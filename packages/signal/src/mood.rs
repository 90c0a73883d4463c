//! Mood maps and social feed analysis.

use city_pulse_report_models::{GENERAL_CATEGORY, UNKNOWN_LOCATION};
use city_pulse_signal_models::{AnalyzedPost, MoodEntry, Sentiment, SocialPost};
use futures::future::join_all;

use crate::area::mood_of;
use crate::capability::SentimentClassifier;

/// Topic keyword table, matched case-insensitively as substrings.
pub const TOPIC_KEYWORDS: &[(&str, &[&str])] = &[
    ("Traffic", &["traffic", "congestion", "jam", "road"]),
    ("Weather", &["weather", "rain", "sunny", "hot", "cold"]),
    ("Power", &["power", "electricity", "outage", "cut"]),
    ("Air Quality", &["air", "pollution", "aqi", "smog"]),
    ("Transport", &["metro", "bus", "train", "transport"]),
    ("Food", &["food", "restaurant", "festival", "dining"]),
    ("Infrastructure", &["road", "bridge", "construction"]),
    ("Safety", &["police", "security", "crime"]),
];

/// Topics mentioned in `text`, in table order. Returns `["General"]` when
/// nothing matches.
#[must_use]
pub fn extract_topics(text: &str) -> Vec<String> {
    let lower = text.to_lowercase();
    let topics: Vec<String> = TOPIC_KEYWORDS
        .iter()
        .filter(|(_, keywords)| keywords.iter().any(|k| lower.contains(k)))
        .map(|(topic, _)| (*topic).to_string())
        .collect();

    if topics.is_empty() {
        vec![GENERAL_CATEGORY.to_string()]
    } else {
        topics
    }
}

/// Groups posts by location and classifies each location's combined text.
///
/// Locations appear in first-seen order. Posts without a location are
/// grouped under `"Unknown"`.
pub async fn analyze_sentiment_by_location(
    posts: &[SocialPost],
    classifier: &dyn SentimentClassifier,
) -> Vec<MoodEntry> {
    let mut groups: Vec<(&str, Vec<&str>)> = Vec::new();
    for post in posts {
        let location = post
            .location
            .as_deref()
            .filter(|l| !l.trim().is_empty())
            .unwrap_or(UNKNOWN_LOCATION);
        match groups.iter_mut().find(|(l, _)| *l == location) {
            Some((_, texts)) => texts.push(post.text.as_str()),
            None => groups.push((location, vec![post.text.as_str()])),
        }
    }

    let combined: Vec<String> = groups.iter().map(|(_, texts)| texts.join(" ")).collect();
    let sentiments = join_all(combined.iter().map(|text| mood_of(classifier, text))).await;

    groups
        .into_iter()
        .zip(sentiments)
        .map(|((location, texts), sentiment)| MoodEntry {
            location: location.to_string(),
            sentiment,
            emotion: sentiment.emotion(),
            count: texts.len(),
        })
        .collect()
}

/// Classifies every post and tags it with topics.
///
/// A post whose classification fails is returned as neutral, tagged
/// `["General"]`, and marked not analyzed.
pub async fn analyze_social_feed(
    posts: &[SocialPost],
    classifier: &dyn SentimentClassifier,
) -> Vec<AnalyzedPost> {
    let results = join_all(posts.iter().map(|post| classifier.classify(&post.text))).await;

    posts
        .iter()
        .zip(results)
        .map(|(post, result)| match result {
            Ok(sentiment) => AnalyzedPost {
                text: post.text.clone(),
                location: post.location.clone(),
                sentiment,
                topics: extract_topics(&post.text),
                analyzed: true,
            },
            Err(e) => {
                log::debug!("Classification failed for post: {e}");
                AnalyzedPost {
                    text: post.text.clone(),
                    location: post.location.clone(),
                    sentiment: Sentiment::Neutral,
                    topics: vec![GENERAL_CATEGORY.to_string()],
                    analyzed: false,
                }
            }
        })
        .collect()
}

#[cfg(test)]
mod tests {
    use city_pulse_signal_models::Emotion;

    use crate::capability::SummarizerError;

    use super::*;

    struct KeywordClassifier;

    #[async_trait::async_trait]
    impl SentimentClassifier for KeywordClassifier {
        async fn classify(&self, text: &str) -> Result<Sentiment, SummarizerError> {
            if text.contains("fail") {
                return Err(SummarizerError::Timeout);
            }
            if text.contains("great") {
                Ok(Sentiment::Positive)
            } else if text.contains("unbearable") {
                Ok(Sentiment::Negative)
            } else {
                Ok(Sentiment::Neutral)
            }
        }
    }

    fn post(text: &str, location: Option<&str>) -> SocialPost {
        SocialPost {
            text: text.to_string(),
            location: location.map(str::to_string),
        }
    }

    #[test]
    fn extracts_every_matching_topic() {
        assert_eq!(
            extract_topics("Traffic jam on the new bridge road"),
            vec!["Traffic", "Infrastructure"]
        );
        assert_eq!(extract_topics("Power CUT again"), vec!["Power"]);
        assert_eq!(extract_topics("hello world"), vec!["General"]);
    }

    #[tokio::test]
    async fn groups_posts_by_location() {
        let posts = vec![
            post("Traffic is unbearable", Some("Delhi")),
            post("great metro", Some("Bengaluru")),
            post("so unbearable", Some("Delhi")),
            post("meh", None),
        ];
        let mood = analyze_sentiment_by_location(&posts, &KeywordClassifier).await;

        assert_eq!(mood.len(), 3);
        assert_eq!(mood[0].location, "Delhi");
        assert_eq!(mood[0].count, 2);
        assert_eq!(mood[0].emotion, Emotion::Frustrated);
        assert_eq!(mood[1].emotion, Emotion::Happy);
        assert_eq!(mood[2].location, "Unknown");
        assert_eq!(mood[2].sentiment, Sentiment::Neutral);
    }

    #[tokio::test]
    async fn empty_posts_yield_empty_map() {
        assert!(
            analyze_sentiment_by_location(&[], &KeywordClassifier)
                .await
                .is_empty()
        );
    }

    #[tokio::test]
    async fn failed_classification_marks_post_unanalyzed() {
        let posts = vec![
            post("great food festival", Some("Jaipur")),
            post("classifier will fail on this traffic post", None),
        ];
        let analyzed = analyze_social_feed(&posts, &KeywordClassifier).await;

        assert!(analyzed[0].analyzed);
        assert_eq!(analyzed[0].sentiment, Sentiment::Positive);
        assert_eq!(analyzed[0].topics, vec!["Food"]);

        assert!(!analyzed[1].analyzed);
        assert_eq!(analyzed[1].topics, vec!["General"]);
        assert_eq!(analyzed[1].sentiment, Sentiment::Neutral);
    }
}
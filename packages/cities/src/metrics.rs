//! Live metrics for a city: weather, air quality and population.
//!
//! Each figure comes from a different public API. A missing API key or a
//! failed request leaves that figure empty and never fails the whole
//! lookup.

use serde::Serialize;

use crate::{CitiesError, City, find_city, retry};

const OPENWEATHERMAP_URL: &str = "https://api.openweathermap.org/data/2.5/weather";
const WAQI_URL: &str = "https://api.waqi.info/feed";
const GEODB_HOST: &str = "wft-geo-db.p.rapidapi.com";
const GEODB_RADIUS_KM: u32 = 50;

/// API keys for the metrics providers.
#[derive(Debug, Clone, Default)]
pub struct MetricsConfig {
    /// `OpenWeatherMap` key (`OPENWEATHERMAP_API_KEY`).
    pub openweathermap_key: Option<String>,
    /// World Air Quality Index token (`WAQI_API_KEY`).
    pub waqi_key: Option<String>,
    /// `RapidAPI` key for `GeoDB` (`RAPIDAPI_KEY`).
    pub rapidapi_key: Option<String>,
}

impl MetricsConfig {
    /// Reads keys from the environment. Blank values count as unset.
    #[must_use]
    pub fn from_env() -> Self {
        let var = |name: &str| std::env::var(name).ok().filter(|v| !v.trim().is_empty());
        Self {
            openweathermap_key: var("OPENWEATHERMAP_API_KEY"),
            waqi_key: var("WAQI_API_KEY"),
            rapidapi_key: var("RAPIDAPI_KEY"),
        }
    }
}

/// Metrics for one city. `None` means the figure is unavailable.
#[derive(Debug, Clone, PartialEq, Serialize)]
#[serde(rename_all = "camelCase")]
pub struct CityMetrics {
    /// City name.
    pub city: String,
    /// Temperature in degrees Celsius.
    pub temperature: Option<f64>,
    /// Relative humidity in percent.
    pub humidity: Option<f64>,
    /// Air quality index.
    pub aqi: Option<i64>,
    /// Population.
    pub population: Option<u64>,
    /// Local advice.
    pub tips: Vec<String>,
}

/// Extracts `(temperature, humidity)` from an `OpenWeatherMap` response.
#[must_use]
pub fn parse_weather(body: &serde_json::Value) -> (Option<f64>, Option<f64>) {
    let main = &body["main"];
    (main["temp"].as_f64(), main["humidity"].as_f64())
}

/// Extracts the AQI from a WAQI response. Requires `status == "ok"` and a
/// numeric `data.aqi` (WAQI reports `"-"` when a station has no reading).
#[must_use]
pub fn parse_aqi(body: &serde_json::Value) -> Option<i64> {
    if body["status"].as_str() != Some("ok") {
        return None;
    }
    body["data"]["aqi"].as_i64()
}

/// Extracts the population of the first `GeoDB` match.
#[must_use]
pub fn parse_population(body: &serde_json::Value) -> Option<u64> {
    body["data"]
        .as_array()?
        .first()?
        .get("population")?
        .as_u64()
        .filter(|p| *p > 0)
}

async fn fetch_weather(
    client: &reqwest::Client,
    city: &City,
    key: &str,
) -> Result<(Option<f64>, Option<f64>), CitiesError> {
    let lat = city.lat.to_string();
    let lon = city.lon.to_string();
    let body = retry::send_json(|| {
        client.get(OPENWEATHERMAP_URL).query(&[
            ("lat", lat.as_str()),
            ("lon", lon.as_str()),
            ("appid", key),
            ("units", "metric"),
        ])
    })
    .await?;
    Ok(parse_weather(&body))
}

async fn fetch_aqi(
    client: &reqwest::Client,
    city: &City,
    token: &str,
) -> Result<Option<i64>, CitiesError> {
    let url = format!("{WAQI_URL}/geo:{};{}/", city.lat, city.lon);
    let body = retry::send_json(|| client.get(&url).query(&[("token", token)])).await?;
    Ok(parse_aqi(&body))
}

async fn fetch_population(
    client: &reqwest::Client,
    city: &City,
    key: &str,
) -> Result<Option<u64>, CitiesError> {
    let url = format!("https://{GEODB_HOST}/v1/geo/cities");
    let lat = city.lat.to_string();
    let lon = city.lon.to_string();
    let radius = GEODB_RADIUS_KM.to_string();
    let body = retry::send_json(|| {
        client
            .get(&url)
            .query(&[
                ("latitude", lat.as_str()),
                ("longitude", lon.as_str()),
                ("radius", radius.as_str()),
                ("limit", "1"),
            ])
            .header("X-RapidAPI-Key", key)
            .header("X-RapidAPI-Host", GEODB_HOST)
    })
    .await?;
    Ok(parse_population(&body))
}

fn unavailable<T>(what: &str, city: &str, result: Result<Option<T>, CitiesError>) -> Option<T> {
    result.unwrap_or_else(|e| {
        log::warn!("{what} unavailable for {city}: {e}");
        None
    })
}

/// Fetches weather, AQI and population for a registered city.
///
/// The three lookups run one after another. Figures whose key is missing
/// or whose request fails are left as `None`.
///
/// # Errors
///
/// Returns [`CitiesError::UnknownCity`] if `name` is not in the registry.
pub async fn fetch_city_metrics(
    client: &reqwest::Client,
    name: &str,
    config: &MetricsConfig,
) -> Result<CityMetrics, CitiesError> {
    let city = find_city(name).ok_or_else(|| CitiesError::UnknownCity {
        name: name.to_string(),
    })?;

    let (temperature, humidity) = match &config.openweathermap_key {
        Some(key) => fetch_weather(client, &city, key).await.unwrap_or_else(|e| {
            log::warn!("Weather unavailable for {name}: {e}");
            (None, None)
        }),
        None => {
            log::warn!("OPENWEATHERMAP_API_KEY not set; skipping weather");
            (None, None)
        }
    };

    let aqi = match &config.waqi_key {
        Some(token) => unavailable("AQI", name, fetch_aqi(client, &city, token).await),
        None => {
            log::warn!("WAQI_API_KEY not set; skipping AQI");
            None
        }
    };

    let population = match &config.rapidapi_key {
        Some(key) => unavailable(
            "Population",
            name,
            fetch_population(client, &city, key).await,
        ),
        None => {
            log::warn!("RAPIDAPI_KEY not set; skipping population");
            None
        }
    };

    log::debug!(
        "Metrics for {name}: temperature={temperature:?} humidity={humidity:?} \
         aqi={aqi:?} population={population:?}"
    );

    Ok(CityMetrics {
        city: city.name,
        temperature,
        humidity,
        aqi,
        population,
        tips: city.tip.into_iter().collect(),
    })
}
//! Grouping output: buckets keyed by canonical (location, category) and the
//! candidate events promoted from them.

use std::collections::BTreeMap;

use city_pulse_report_models::Report;
use serde::Serialize;

/// Canonical grouping key.
#[derive(Debug, Clone, PartialEq, Eq, PartialOrd, Ord, Hash, Serialize)]
#[serde(rename_all = "camelCase")]
pub struct BucketKey {
    /// Canonical location key (see [`Report::location_key`]).
    pub location: String,
    /// Canonical category key (see [`Report::category_key`]).
    pub category: String,
}

impl BucketKey {
    /// Builds the key a report groups under.
    #[must_use]
    pub fn for_report(report: &Report) -> Self {
        Self {
            location: report.location_key().to_string(),
            category: report.category_key().to_string(),
        }
    }
}

/// Reports sharing a [`BucketKey`], in insertion order.
#[derive(Debug, Clone, PartialEq, Eq, Serialize)]
#[serde(rename_all = "camelCase")]
pub struct Bucket {
    /// The shared key.
    pub key: BucketKey,
    /// Member reports in the order they were grouped.
    pub reports: Vec<Report>,
}

impl Bucket {
    /// Number of reports in the bucket.
    #[must_use]
    pub fn len(&self) -> usize {
        self.reports.len()
    }

    /// Returns `true` if the bucket holds no reports.
    #[must_use]
    pub fn is_empty(&self) -> bool {
        self.reports.is_empty()
    }
}

/// Insertion-ordered collection of buckets.
///
/// Iteration yields buckets in the order their key was first seen, which
/// downstream stages rely on for stable output ordering.
#[derive(Debug, Clone, Default, PartialEq, Eq)]
pub struct Buckets {
    buckets: Vec<Bucket>,
    index: BTreeMap<BucketKey, usize>,
}

impl Buckets {
    /// Creates an empty collection.
    #[must_use]
    pub fn new() -> Self {
        Self::default()
    }

    /// Appends a report to the bucket for `key`, creating it if needed.
    pub fn push(&mut self, key: BucketKey, report: Report) {
        if let Some(&idx) = self.index.get(&key) {
            self.buckets[idx].reports.push(report);
        } else {
            self.index.insert(key.clone(), self.buckets.len());
            self.buckets.push(Bucket {
                key,
                reports: vec![report],
            });
        }
    }

    /// Looks up a bucket by key.
    #[must_use]
    pub fn get(&self, key: &BucketKey) -> Option<&Bucket> {
        self.index.get(key).map(|&idx| &self.buckets[idx])
    }

    /// Number of distinct buckets.
    #[must_use]
    pub fn len(&self) -> usize {
        self.buckets.len()
    }

    /// Returns `true` if no report was grouped.
    #[must_use]
    pub fn is_empty(&self) -> bool {
        self.buckets.is_empty()
    }

    /// Iterates buckets in first-seen order.
    pub fn iter(&self) -> std::slice::Iter<'_, Bucket> {
        self.buckets.iter()
    }
}

impl IntoIterator for Buckets {
    type Item = Bucket;
    type IntoIter = std::vec::IntoIter<Bucket>;

    fn into_iter(self) -> Self::IntoIter {
        self.buckets.into_iter()
    }
}

impl<'a> IntoIterator for &'a Buckets {
    type Item = &'a Bucket;
    type IntoIter = std::slice::Iter<'a, Bucket>;

    fn into_iter(self) -> Self::IntoIter {
        self.iter()
    }
}

/// A bucket that met the spike threshold.
///
/// Always holds at least one report and `count() == reports().len()`.
/// Fields are private so the invariant cannot be broken after
/// construction.
#[derive(Debug, Clone, PartialEq, Eq, Serialize)]
#[serde(rename_all = "camelCase")]
pub struct CandidateEvent {
    location_key: String,
    category_key: String,
    count: usize,
    sample_reports: Vec<Report>,
    reports: Vec<Report>,
}

impl CandidateEvent {
    /// Promotes a bucket to a candidate. Returns `None` for an empty
    /// bucket.
    #[must_use]
    pub fn from_bucket(bucket: Bucket) -> Option<Self> {
        let sample = bucket.reports.first()?.clone();
        Some(Self {
            location_key: bucket.key.location,
            category_key: bucket.key.category,
            count: bucket.reports.len(),
            sample_reports: vec![sample],
            reports: bucket.reports,
        })
    }

    /// Canonical location key of the source bucket.
    #[must_use]
    pub fn location_key(&self) -> &str {
        &self.location_key
    }

    /// Canonical category key of the source bucket.
    #[must_use]
    pub fn category_key(&self) -> &str {
        &self.category_key
    }

    /// Number of reports in the candidate.
    #[must_use]
    pub const fn count(&self) -> usize {
        self.count
    }

    /// Representative reports (the first report of the bucket).
    #[must_use]
    pub fn sample_reports(&self) -> &[Report] {
        &self.sample_reports
    }

    /// Every report in the candidate, in grouping order.
    #[must_use]
    pub fn reports(&self) -> &[Report] {
        &self.reports
    }

    /// Descriptions of all reports joined with a single space.
    #[must_use]
    pub fn joined_descriptions(&self) -> String {
        self.reports
            .iter()
            .map(|r| r.description.as_str())
            .collect::<Vec<_>>()
            .join(" ")
    }
}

_ _ _ _

_Task statement_. Show the lines from the data above that contain the string "trim".

_Expected answer_.
            .filter(|l| !l.trim().is_empty())
        let var = |name: &str| std::env::var(name).ok().filter(|v| !v.trim().is_empty());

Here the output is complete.